Un laboratoire de changements
Pour bon nombre d’entreprises, l’année 2020 aura été un gigantesque laboratoire à ciel ouvert de ce qui était possible en matière de nouveaux modes de travail. En l’espace d’un an, elles ont subi les changements avant de les apprivoiser, leur faisant sans doute gagner un temps précieux dans le processus d’implémentation de ces Nwow. Pour autant, ces changements n’ont pas été opérés sans difficultés. «En mars 2020, c’est un peu comme si on nous avait plongés dans la culture du bébé nageur. On nous a mis à l’eau, et nous n’avons pas eu d’autres choix que de nager pour rejoindre le bord. Cela nous a demandé de l’énergie. La nage n’a d’ailleurs pas été très harmonieuse dès le départ. Lorsque la question technologique a été réglée, nos collaborateurs ont presque trouvé agréable de pouvoir travailler depuis leur domicile. Mais très vite, la fatigue et l’isolement se sont installés. Pour nos people managers, ça a été aussi un sacré défi. Ils ont dû apprendre à gérer des équipes à distance avec un taux d’absentéisme élevé, avec des personnes inquiètes pour leur état de santé et celui de leurs proches. Nous avons mis en place toute une série d’initiatives pour pallier cela, mais c’est un modèle qui a ses limites», confie Jean-Pierre Martin.

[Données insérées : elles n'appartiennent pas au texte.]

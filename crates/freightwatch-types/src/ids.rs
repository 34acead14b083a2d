//! Type-safe identifier wrappers around [`Uuid`].
//!
//! Every entity in the simulation has a strongly-typed ID to prevent
//! accidental mixing of identifiers at compile time. All IDs use UUID v7
//! (time-ordered) so downstream stores can index them efficiently.

use serde::{Deserialize, Serialize};
use uuid::Uuid;

/// Generates a newtype wrapper around [`Uuid`] with standard derives.
macro_rules! define_id {
    (
        $(#[$meta:meta])*
        $name:ident
    ) => {
        $(#[$meta])*
        #[derive(Debug, Clone, Copy, PartialEq, Eq, PartialOrd, Ord, Hash, Serialize, Deserialize)]
        pub struct $name(pub Uuid);

        impl $name {
            /// Create a new identifier using UUID v7 (time-ordered).
            pub fn new() -> Self {
                Self(Uuid::now_v7())
            }

            /// Return the inner [`Uuid`] value.
            pub const fn into_inner(self) -> Uuid {
                self.0
            }
        }

        impl Default for $name {
            fn default() -> Self {
                Self::new()
            }
        }

        impl core::fmt::Display for $name {
            fn fmt(&self, f: &mut core::fmt::Formatter<'_>) -> core::fmt::Result {
                write!(f, "{}", self.0)
            }
        }

        impl From<Uuid> for $name {
            fn from(id: Uuid) -> Self {
                Self(id)
            }
        }

        impl From<$name> for Uuid {
            fn from(id: $name) -> Self {
                id.0
            }
        }
    };
}

define_id! {
    /// Unique identifier for a simulated container.
    ContainerId
}

define_id! {
    /// Unique identifier for a geofence polygon.
    GeofenceId
}

define_id! {
    /// Unique identifier for an alert raised by the pipeline.
    AlertId
}

#[cfg(test)]
mod tests {
    use super::*;

    #[test]
    fn ids_are_distinct_types() {
        let container = ContainerId::new();
        let geofence = GeofenceId::new();
        // These are different types -- the compiler enforces no mixing.
        assert_ne!(container.into_inner(), Uuid::nil());
        assert_ne!(geofence.into_inner(), Uuid::nil());
    }

    #[test]
    fn id_roundtrip_serde() {
        let original = ContainerId::new();
        let json = serde_json::to_string(&original).ok();
        assert!(json.is_some());
        let restored: Result<ContainerId, _> =
            serde_json::from_str(json.as_deref().unwrap_or(""));
        assert!(restored.is_ok());
    }

    #[test]
    fn id_display_matches_uuid() {
        let id = AlertId::new();
        assert_eq!(id.to_string(), id.into_inner().to_string());
    }
}
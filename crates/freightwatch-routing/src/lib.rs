//! Route construction for the Freightwatch simulation.
//!
//! Turns a pair of geofences into a plausible container journey: shipping
//! regions classified from UN/LOCODE country prefixes, a chokepoint
//! connectivity graph searched by hop count, great-circle interpolation
//! between anchors, and a conservative water-region check that keeps ocean
//! legs off the continents.
//!
//! # Modules
//!
//! - [`error`] -- Route construction errors.
//! - [`regions`] -- Shipping [`Region`] classification.
//! - [`chokepoints`] -- Static chokepoint table and the [`ChokepointRouter`].
//! - [`water`] -- Water-region tables and the [`WaterValidator`].
//! - [`generator`] -- [`RouteGenerator`]: anchors to a full [`Route`].
//! - [`journey`] -- [`JourneyPlanner`]: random origin/destination selection.
//!
//! [`Region`]: regions::Region
//! [`ChokepointRouter`]: chokepoints::ChokepointRouter
//! [`WaterValidator`]: water::WaterValidator
//! [`RouteGenerator`]: generator::RouteGenerator
//! [`JourneyPlanner`]: journey::JourneyPlanner
//! [`Route`]: freightwatch_types::Route

pub mod chokepoints;
pub mod error;
pub mod generator;
pub mod journey;
pub mod regions;
pub mod water;

pub use chokepoints::{Chokepoint, ChokepointRouter, CHOKEPOINTS};
pub use error::RouteError;
pub use generator::{RouteConfig, RouteGenerator};
pub use journey::{Journey, JourneyPlanner};
pub use regions::Region;
pub use water::WaterValidator;
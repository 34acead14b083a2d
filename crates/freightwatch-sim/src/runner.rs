//! The batch tick scheduler.
//!
//! Drives every live container once per tick. Container state mutation
//! is synchronous (each container is owned exclusively by the
//! scheduler, so one slow container can never corrupt another), while
//! telemetry delivery for the whole batch is dispatched concurrently
//! and awaited before simulated time advances. Gate detection runs
//! against an atomically-swappable geofence index snapshot taken once
//! per tick, so a reload mid-tick never produces a half-updated view.

use std::sync::atomic::{AtomicBool, AtomicU64, Ordering};
use std::sync::Arc;

use chrono::Duration;
use freightwatch_alerts::GateSender;
use freightwatch_geo::{GateDetector, GeofenceIndex};
use freightwatch_types::TelemetryEvent;
use rand::Rng;
use tokio::sync::RwLock;
use tracing::{info, warn};

use crate::clock::SimClock;
use crate::container::Container;
use crate::emitter::EventEmitter;
use crate::sink::{deliver, TelemetrySink};

/// Cooperative stop flag shared with signal handlers.
#[derive(Debug, Default)]
pub struct ControlState {
    stop: AtomicBool,
}

impl ControlState {
    /// Create an un-stopped control state.
    #[must_use]
    pub const fn new() -> Self {
        Self {
            stop: AtomicBool::new(false),
        }
    }

    /// Request a stop. The scheduler finishes the in-flight tick and
    /// halts before issuing the next one.
    pub fn request_stop(&self) {
        self.stop.store(true, Ordering::SeqCst);
    }

    /// Whether a stop has been requested.
    #[must_use]
    pub fn is_stop_requested(&self) -> bool {
        self.stop.load(Ordering::SeqCst)
    }
}

/// Per-tick counters.
#[derive(Debug, Clone, Copy)]
pub struct TickSummary {
    /// Tick number, starting at 1.
    pub tick: u64,
    /// Containers still live after the tick.
    pub containers_live: usize,
    /// Of the live containers, how many have arrived.
    pub containers_arrived: usize,
    /// Telemetry events rendered this tick.
    pub events_emitted: usize,
    /// Gate transitions detected this tick.
    pub gate_events: usize,
}

/// Whole-run counters, logged at shutdown.
#[derive(Debug, Clone, Copy)]
pub struct RunSummary {
    /// Ticks executed.
    pub total_ticks: u64,
    /// Telemetry events rendered.
    pub events_emitted: u64,
    /// Telemetry events dropped after sink retry.
    pub telemetry_dropped: u64,
    /// Gate transitions detected.
    pub gate_events: u64,
    /// Gate events dropped by the bounded queue.
    pub gate_dropped: u64,
    /// Containers removed for repeated corrupt-state faults.
    pub containers_removed: u64,
}

/// Drives the container fleet.
pub struct Scheduler {
    containers: Vec<Container>,
    clock: SimClock,
    emitter: EventEmitter,
    detector: GateDetector,
    index: Arc<RwLock<Arc<GeofenceIndex>>>,
    sink: Arc<dyn TelemetrySink>,
    gate_tx: GateSender,
    telemetry_dropped: Arc<AtomicU64>,
    tick: u64,
    events_total: u64,
    gate_total: u64,
    removed_total: u64,
}

impl Scheduler {
    /// Create a scheduler over an empty fleet.
    #[must_use]
    pub fn new(
        clock: SimClock,
        emitter: EventEmitter,
        index: Arc<RwLock<Arc<GeofenceIndex>>>,
        sink: Arc<dyn TelemetrySink>,
        gate_tx: GateSender,
    ) -> Self {
        Self {
            containers: Vec::new(),
            clock,
            emitter,
            detector: GateDetector::new(),
            index,
            sink,
            gate_tx,
            telemetry_dropped: Arc::new(AtomicU64::new(0)),
            tick: 0,
            events_total: 0,
            gate_total: 0,
            removed_total: 0,
        }
    }

    /// Add a container to the fleet.
    pub fn add_container(&mut self, container: Container) {
        self.containers.push(container);
    }

    /// Number of live containers.
    #[must_use]
    pub const fn fleet_size(&self) -> usize {
        self.containers.len()
    }

    /// Current simulated time.
    #[must_use]
    pub const fn now(&self) -> chrono::DateTime<chrono::Utc> {
        self.clock.now()
    }

    /// Execute one tick covering `real_elapsed` of wall time.
    ///
    /// All container state is updated synchronously, then the batch of
    /// rendered telemetry is delivered concurrently and awaited before
    /// this call returns, so simulated time never outruns delivery.
    pub async fn tick_once(
        &mut self,
        real_elapsed: Duration,
        rng: &mut (impl Rng + Send),
    ) -> TickSummary {
        let index = Arc::clone(&*self.index.read().await);
        let now = self.clock.advance(real_elapsed);
        self.tick = self.tick.saturating_add(1);

        let mut batch: Vec<TelemetryEvent> = Vec::new();
        let mut gate_count = 0_usize;

        for container in &mut self.containers {
            let events = match container.tick(now, rng) {
                Ok(events) => events,
                Err(error) => {
                    warn!(
                        container = %container.id,
                        faults = container.faults(),
                        %error,
                        "container tick skipped"
                    );
                    continue;
                }
            };
            for event in events {
                let location = index.most_specific(event.position);
                batch.push(
                    self.emitter
                        .render(&container.metadata, event, location, rng),
                );
            }

            let gates = self.detector.observe(
                &index,
                container.id,
                &container.metadata.container_id,
                container.position,
                now,
            );
            gate_count = gate_count.saturating_add(gates.len());
            for gate in gates {
                let tick_event = crate::container::TickEvent {
                    kind: gate.direction.event_kind(),
                    position: container.position,
                    time: gate.timestamp,
                };
                let location = index.get(&gate.geofence_name);
                batch.push(
                    self.emitter
                        .render(&container.metadata, tick_event, location, rng),
                );
                self.gate_tx.offer(gate);
            }
        }

        // Remove containers past the fault threshold.
        let before = self.containers.len();
        let detector = &mut self.detector;
        self.containers.retain(|c| {
            if c.is_faulted() {
                warn!(container = %c.id, "removing container after repeated faults");
                detector.forget(c.id);
                false
            } else {
                true
            }
        });
        self.removed_total = self
            .removed_total
            .saturating_add((before.saturating_sub(self.containers.len())) as u64);

        // Deliver the whole batch before sim time advances again.
        let sink = Arc::clone(&self.sink);
        let dropped = Arc::clone(&self.telemetry_dropped);
        futures::future::join_all(
            batch
                .iter()
                .map(|event| deliver(sink.as_ref(), event, &dropped)),
        )
        .await;

        self.events_total = self.events_total.saturating_add(batch.len() as u64);
        self.gate_total = self.gate_total.saturating_add(gate_count as u64);

        TickSummary {
            tick: self.tick,
            containers_live: self.containers.len(),
            containers_arrived: self.containers.iter().filter(|c| c.is_arrived()).count(),
            events_emitted: batch.len(),
            gate_events: gate_count,
        }
    }

    /// Run the tick loop until stop, tick limit, or fleet completion.
    pub async fn run(
        &mut self,
        control: &ControlState,
        max_ticks: u64,
        tick_interval_ms: u64,
        rng: &mut (impl Rng + Send),
    ) -> RunSummary {
        info!(
            fleet = self.fleet_size(),
            max_ticks,
            tick_interval_ms,
            speed = self.clock.speed(),
            "scheduler starting"
        );

        loop {
            if control.is_stop_requested() {
                info!("stop requested");
                break;
            }

            let summary = self
                .tick_once(Duration::milliseconds(to_i64(tick_interval_ms)), rng)
                .await;

            if summary.containers_live == 0 {
                info!(tick = summary.tick, "fleet empty, stopping");
                break;
            }
            if summary.containers_arrived == summary.containers_live {
                info!(
                    tick = summary.tick,
                    arrived = summary.containers_arrived,
                    "all containers arrived"
                );
                break;
            }
            if max_ticks > 0 && summary.tick >= max_ticks {
                info!(tick = summary.tick, max_ticks, "tick limit reached");
                break;
            }

            if tick_interval_ms > 0 {
                tokio::time::sleep(tokio::time::Duration::from_millis(tick_interval_ms)).await;
            }
        }

        self.summary()
    }

    /// Whole-run counters so far.
    #[must_use]
    pub fn summary(&self) -> RunSummary {
        RunSummary {
            total_ticks: self.tick,
            events_emitted: self.events_total,
            telemetry_dropped: self.telemetry_dropped.load(Ordering::Relaxed),
            gate_events: self.gate_total,
            gate_dropped: self.gate_tx.dropped(),
            containers_removed: self.removed_total,
        }
    }
}

#[allow(clippy::cast_possible_wrap)]
const fn to_i64(value: u64) -> i64 {
    if value > i64::MAX as u64 {
        i64::MAX
    } else {
        value as i64
    }
}
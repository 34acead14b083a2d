//! Spherical geodesy helpers.
//!
//! Distance and interpolation math on a spherical Earth. These are
//! standard approximations -- good to a fraction of a percent, which is
//! far tighter than the simulation needs. Nothing here models the
//! ellipsoid.

use freightwatch_types::Position;

/// Mean Earth radius in kilometers.
pub const EARTH_RADIUS_KM: f64 = 6371.0;

/// Great-circle distance between two positions in kilometers
/// (haversine formula).
pub fn haversine_km(a: Position, b: Position) -> f64 {
    let lat1 = a.lat.to_radians();
    let lat2 = b.lat.to_radians();
    let dlat = (b.lat - a.lat).to_radians();
    let dlon = (b.lon - a.lon).to_radians();

    let h = (dlat / 2.0).sin().powi(2)
        + lat1.cos() * lat2.cos() * (dlon / 2.0).sin().powi(2);
    2.0 * EARTH_RADIUS_KM * h.sqrt().min(1.0).asin()
}

/// Intermediate point at fraction `f` (0..=1) along the great circle
/// from `a` to `b`.
///
/// For coincident endpoints the result is `a`.
pub fn great_circle_point(a: Position, b: Position, f: f64) -> Position {
    let lat1 = a.lat.to_radians();
    let lon1 = a.lon.to_radians();
    let lat2 = b.lat.to_radians();
    let lon2 = b.lon.to_radians();

    let d = angular_distance(a, b);
    if d <= f64::EPSILON {
        return a;
    }

    let coef_a = ((1.0 - f) * d).sin() / d.sin();
    let coef_b = (f * d).sin() / d.sin();

    let x = coef_a * lat1.cos() * lon1.cos() + coef_b * lat2.cos() * lon2.cos();
    let y = coef_a * lat1.cos() * lon1.sin() + coef_b * lat2.cos() * lon2.sin();
    let z = coef_a * lat1.sin() + coef_b * lat2.sin();

    let lat = z.atan2((x * x + y * y).sqrt()).to_degrees();
    let lon = y.atan2(x).to_degrees();
    Position::new(lat, lon)
}

/// Subdivide the great circle from `a` to `b` into `segments` legs,
/// returning the `segments + 1` points including both endpoints.
pub fn great_circle_points(a: Position, b: Position, segments: usize) -> Vec<Position> {
    let n = segments.max(1);
    let mut points = Vec::with_capacity(n.saturating_add(1));
    for i in 0..=n {
        #[allow(clippy::cast_precision_loss)]
        let f = i as f64 / n as f64;
        points.push(great_circle_point(a, b, f));
    }
    points
}

/// Move from `start` toward `target` by `distance_km` along the great
/// circle, clamping at the target.
///
/// Returns the new position and the distance actually covered.
pub fn advance_toward(start: Position, target: Position, distance_km: f64) -> (Position, f64) {
    let total = haversine_km(start, target);
    if total <= f64::EPSILON || distance_km >= total {
        return (target, total);
    }
    let f = distance_km / total;
    (great_circle_point(start, target, f), distance_km)
}

/// Central angle between two positions in radians.
fn angular_distance(a: Position, b: Position) -> f64 {
    haversine_km(a, b) / EARTH_RADIUS_KM
}

#[cfg(test)]
mod tests {
    use super::*;

    /// Shanghai and Rotterdam, the canonical long-haul pair in the
    /// route tests.
    fn shanghai() -> Position {
        Position::new(31.23, 121.49)
    }

    fn rotterdam() -> Position {
        Position::new(51.95, 4.14)
    }

    #[test]
    fn haversine_known_distance() {
        // Great-circle Shanghai-Rotterdam is roughly 8,900 km.
        let d = haversine_km(shanghai(), rotterdam());
        assert!((8000.0..10000.0).contains(&d), "got {d}");
    }

    #[test]
    fn haversine_zero_for_same_point() {
        let d = haversine_km(shanghai(), shanghai());
        assert!(d.abs() < 1e-9);
    }

    #[test]
    fn interpolation_endpoints_are_exact() {
        let a = shanghai();
        let b = rotterdam();
        let start = great_circle_point(a, b, 0.0);
        let end = great_circle_point(a, b, 1.0);
        assert!(haversine_km(a, start) < 1.0);
        assert!(haversine_km(b, end) < 1.0);
    }

    #[test]
    fn midpoint_is_equidistant() {
        let a = shanghai();
        let b = rotterdam();
        let mid = great_circle_point(a, b, 0.5);
        let d1 = haversine_km(a, mid);
        let d2 = haversine_km(mid, b);
        assert!((d1 - d2).abs() < 1.0, "asymmetric midpoint: {d1} vs {d2}");
    }

    #[test]
    fn subdivision_has_expected_point_count() {
        let pts = great_circle_points(shanghai(), rotterdam(), 20);
        assert_eq!(pts.len(), 21);
    }

    #[test]
    fn advance_clamps_at_target() {
        let a = Position::new(0.0, 0.0);
        let b = Position::new(0.0, 1.0); // ~111 km east
        let (pos, covered) = advance_toward(a, b, 10_000.0);
        assert!(haversine_km(pos, b) < 0.001);
        assert!(covered < 120.0);
    }

    #[test]
    fn advance_partial_step() {
        let a = Position::new(0.0, 0.0);
        let b = Position::new(0.0, 10.0);
        let (pos, covered) = advance_toward(a, b, 100.0);
        assert!((covered - 100.0).abs() < 1e-6);
        assert!((haversine_km(a, pos) - 100.0).abs() < 1.0);
    }
}
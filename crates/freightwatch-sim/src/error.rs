//! Errors raised by the simulation core.

use freightwatch_types::ContainerId;
use thiserror::Error;

/// Container tick and scheduling errors.
#[derive(Debug, Error)]
pub enum SimError {
    /// A container's route is empty or its waypoint cursor is out of
    /// range. The tick is skipped and the fault counter incremented;
    /// past the threshold the container is removed from the live set.
    #[error("container {container_id} has corrupt route state at waypoint {waypoint_index}")]
    CorruptContainerState {
        /// The affected container.
        container_id: ContainerId,
        /// The waypoint cursor at the time of the fault.
        waypoint_index: usize,
    },
}
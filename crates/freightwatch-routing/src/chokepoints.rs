//! Maritime chokepoints and the region connectivity graph.
//!
//! Each chokepoint carries the transit waypoints a vessel steams through
//! and the region pairs it connects. The [`ChokepointRouter`] treats
//! regions as graph nodes and chokepoints as undirected edges, then finds
//! the fewest-hops path between origin and destination regions. Ties are
//! broken by the table's declaration order, so routing is deterministic.

use std::collections::{HashMap, VecDeque};

use freightwatch_types::Position;

use crate::error::RouteError;
use crate::regions::Region;

/// A named maritime chokepoint (strait or canal).
#[derive(Debug)]
pub struct Chokepoint {
    /// Stable identifier.
    pub key: &'static str,
    /// Display name.
    pub name: &'static str,
    /// Transit waypoints as `(lat, lon)`, ordered along one transit
    /// direction. Consumers reverse them for the opposite direction.
    pub waypoints: &'static [(f64, f64)],
    /// Region pairs this chokepoint connects.
    pub connects: &'static [(Region, Region)],
}

impl Chokepoint {
    /// Transit waypoints as positions, in declared order.
    pub fn positions(&self) -> Vec<Position> {
        self.waypoints
            .iter()
            .map(|&(lat, lon)| Position::new(lat, lon))
            .collect()
    }
}

/// The chokepoint table. Declaration order is the routing tie-break.
pub const CHOKEPOINTS: &[Chokepoint] = &[
    Chokepoint {
        key: "suez",
        name: "Suez Canal",
        waypoints: &[(31.23, 32.37), (30.00, 32.55), (29.93, 32.53)],
        connects: &[
            (Region::Eu, Region::Asia),
            (Region::Mena, Region::Asia),
            (Region::UsEast, Region::Asia),
            (Region::Med, Region::Asia),
        ],
    },
    Chokepoint {
        key: "panama",
        name: "Panama Canal",
        waypoints: &[(9.38, -79.92), (8.95, -79.55)],
        connects: &[
            (Region::UsEast, Region::UsWest),
            (Region::UsEast, Region::Asia),
            (Region::Eu, Region::UsWest),
        ],
    },
    Chokepoint {
        key: "malacca",
        name: "Strait of Malacca",
        waypoints: &[(5.0, 100.0), (1.2, 103.5)],
        connects: &[
            (Region::India, Region::China),
            (Region::India, Region::Asia),
            (Region::Mena, Region::Asia),
            (Region::Eu, Region::Asia),
        ],
    },
    Chokepoint {
        key: "gibraltar",
        name: "Strait of Gibraltar",
        waypoints: &[(35.95, -5.6), (35.9, -5.95)],
        connects: &[
            (Region::Med, Region::Atlantic),
            (Region::Med, Region::UsEast),
            (Region::Med, Region::UsWest),
            (Region::Eu, Region::Med),
        ],
    },
    Chokepoint {
        key: "cape_good_hope",
        name: "Cape of Good Hope",
        waypoints: &[(-34.36, 18.47), (-35.0, 20.0), (-34.0, 25.0)],
        connects: &[
            (Region::Atlantic, Region::India),
            (Region::Eu, Region::Asia),
            (Region::UsEast, Region::Asia),
        ],
    },
    Chokepoint {
        key: "english_channel",
        name: "English Channel",
        waypoints: &[(50.0, -1.5), (51.0, 1.5)],
        connects: &[
            (Region::Eu, Region::Atlantic),
            (Region::Eu, Region::UsEast),
        ],
    },
    Chokepoint {
        key: "bab_el_mandeb",
        name: "Bab el-Mandeb Strait",
        waypoints: &[(12.6, 43.3), (12.4, 43.5)],
        connects: &[
            (Region::Med, Region::India),
            (Region::Mena, Region::India),
            (Region::Eu, Region::India),
        ],
    },
    Chokepoint {
        key: "singapore",
        name: "Singapore Strait",
        waypoints: &[(1.25, 103.8), (1.2, 104.1)],
        connects: &[
            (Region::Asia, Region::India),
            (Region::Asia, Region::Mena),
            (Region::China, Region::India),
        ],
    },
    Chokepoint {
        key: "taiwan",
        name: "Taiwan Strait",
        waypoints: &[(24.0, 119.5), (25.0, 120.0)],
        connects: &[
            (Region::China, Region::Japan),
            (Region::China, Region::Korea),
        ],
    },
    Chokepoint {
        key: "hormuz",
        name: "Strait of Hormuz",
        waypoints: &[(26.5, 56.4), (26.0, 56.0)],
        connects: &[
            (Region::Mena, Region::India),
            (Region::Mena, Region::Asia),
        ],
    },
];

/// Fewest-hops routing over the chokepoint connectivity graph.
#[derive(Debug, Clone, Copy, Default)]
pub struct ChokepointRouter;

impl ChokepointRouter {
    /// Create a router over the built-in table.
    #[must_use]
    pub const fn new() -> Self {
        Self
    }

    /// The ordered chokepoint sequence from `origin` to `destination`.
    ///
    /// Breadth-first search by hop count; when several chokepoints reach
    /// the same region at the same depth, the earliest-declared one wins.
    /// A same-region journey resolves to an empty sequence.
    ///
    /// # Errors
    ///
    /// [`RouteError::RouteUnresolvable`] when the regions are not
    /// connected. Callers recover with a direct route.
    pub fn route(
        self,
        origin: Region,
        destination: Region,
    ) -> Result<Vec<&'static Chokepoint>, RouteError> {
        if origin == destination {
            return Ok(Vec::new());
        }

        // predecessor: region -> (previous region, chokepoint index)
        let mut previous: HashMap<Region, (Region, usize)> = HashMap::new();
        let mut queue = VecDeque::from([origin]);

        'search: while let Some(region) = queue.pop_front() {
            for (idx, chokepoint) in CHOKEPOINTS.iter().enumerate() {
                for &(a, b) in chokepoint.connects {
                    let neighbor = if a == region {
                        b
                    } else if b == region {
                        a
                    } else {
                        continue;
                    };
                    if neighbor == origin || previous.contains_key(&neighbor) {
                        continue;
                    }
                    previous.insert(neighbor, (region, idx));
                    if neighbor == destination {
                        break 'search;
                    }
                    queue.push_back(neighbor);
                }
            }
        }

        if !previous.contains_key(&destination) {
            return Err(RouteError::RouteUnresolvable {
                origin,
                destination,
            });
        }

        let mut sequence = Vec::new();
        let mut cursor = destination;
        while cursor != origin {
            let Some(&(prev, idx)) = previous.get(&cursor) else {
                return Err(RouteError::RouteUnresolvable {
                    origin,
                    destination,
                });
            };
            let Some(chokepoint) = CHOKEPOINTS.get(idx) else {
                return Err(RouteError::RouteUnresolvable {
                    origin,
                    destination,
                });
            };
            sequence.push(chokepoint);
            cursor = prev;
        }
        sequence.reverse();
        Ok(sequence)
    }
}

#[cfg(test)]
#[allow(clippy::unwrap_used)]
mod tests {
    use super::*;

    fn keys(seq: &[&Chokepoint]) -> Vec<&'static str> {
        seq.iter().map(|c| c.key).collect()
    }

    #[test]
    fn same_region_is_empty_sequence() {
        let router = ChokepointRouter::new();
        assert!(router.route(Region::Eu, Region::Eu).unwrap().is_empty());
    }

    #[test]
    fn china_to_northern_europe_transits_in_order() {
        let router = ChokepointRouter::new();
        let seq = router.route(Region::China, Region::Eu).unwrap();
        assert_eq!(keys(&seq), vec!["malacca", "bab_el_mandeb"]);
    }

    #[test]
    fn reverse_direction_reverses_sequence() {
        let router = ChokepointRouter::new();
        let forward = keys(&router.route(Region::China, Region::Eu).unwrap());
        let mut backward = keys(&router.route(Region::Eu, Region::China).unwrap());
        backward.reverse();
        assert_eq!(forward, backward);
    }

    #[test]
    fn us_coast_to_coast_goes_through_panama() {
        let router = ChokepointRouter::new();
        let seq = router.route(Region::UsEast, Region::UsWest).unwrap();
        assert_eq!(keys(&seq), vec!["panama"]);
    }

    #[test]
    fn declaration_order_breaks_ties() {
        // Both suez and malacca directly connect EU and Asia; suez is
        // declared first and must win.
        let router = ChokepointRouter::new();
        let seq = router.route(Region::Eu, Region::Asia).unwrap();
        assert_eq!(keys(&seq), vec!["suez"]);
    }

    #[test]
    fn mena_to_asia_is_direct() {
        let router = ChokepointRouter::new();
        let seq = router.route(Region::Mena, Region::Asia).unwrap();
        assert_eq!(keys(&seq), vec!["suez"]);
    }

    #[test]
    fn oceania_reaches_nothing() {
        // No chokepoint connects Oceania; the direct-route fallback
        // handles these journeys.
        let router = ChokepointRouter::new();
        let result = router.route(Region::Oceania, Region::Eu);
        assert!(matches!(
            result,
            Err(RouteError::RouteUnresolvable { .. })
        ));
    }
}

L’enjeu de la gestion post-covid constitue également un défi de taille. Pour encadrer le retour au travail en présentiel, les employeurs vont devoir maintenant tirer les enseignements de l’année écoulée et capitaliser sur le meilleur des deux mondes. «Des réflexions importantes sont en cours au sein de la Stib. Nous essayons de déterminer la manière avec laquelle nous allons organiser le travail une fois le déconfinement annoncé. Il va falloir placer le curseur dans un monde hybride comprenant plus de télétravail tout en revenant à des contacts sociaux», affirme Jean-Pierre Martin. Un monde hybride vers lequel Proximus entend bien tendre également. «Nous voulons remettre en question le fait de venir au bureau par habitude, tout en offrant des options à nos employés. Si le travail à domicile n’est pas idéal ou n’est pas une préférence personnelle, le travail pourrait par exemple s’effectuer depuis l’un de nos bureaux régionaux, plus proche de leur domicile, tout en exploitant la puissance des technologies numériques. L’idée n’est en revanche pas de ne plus travailler en présentiel car nous sommes convaincus de la magie du contact physique entre les individus», conclut Haroun Fenaux.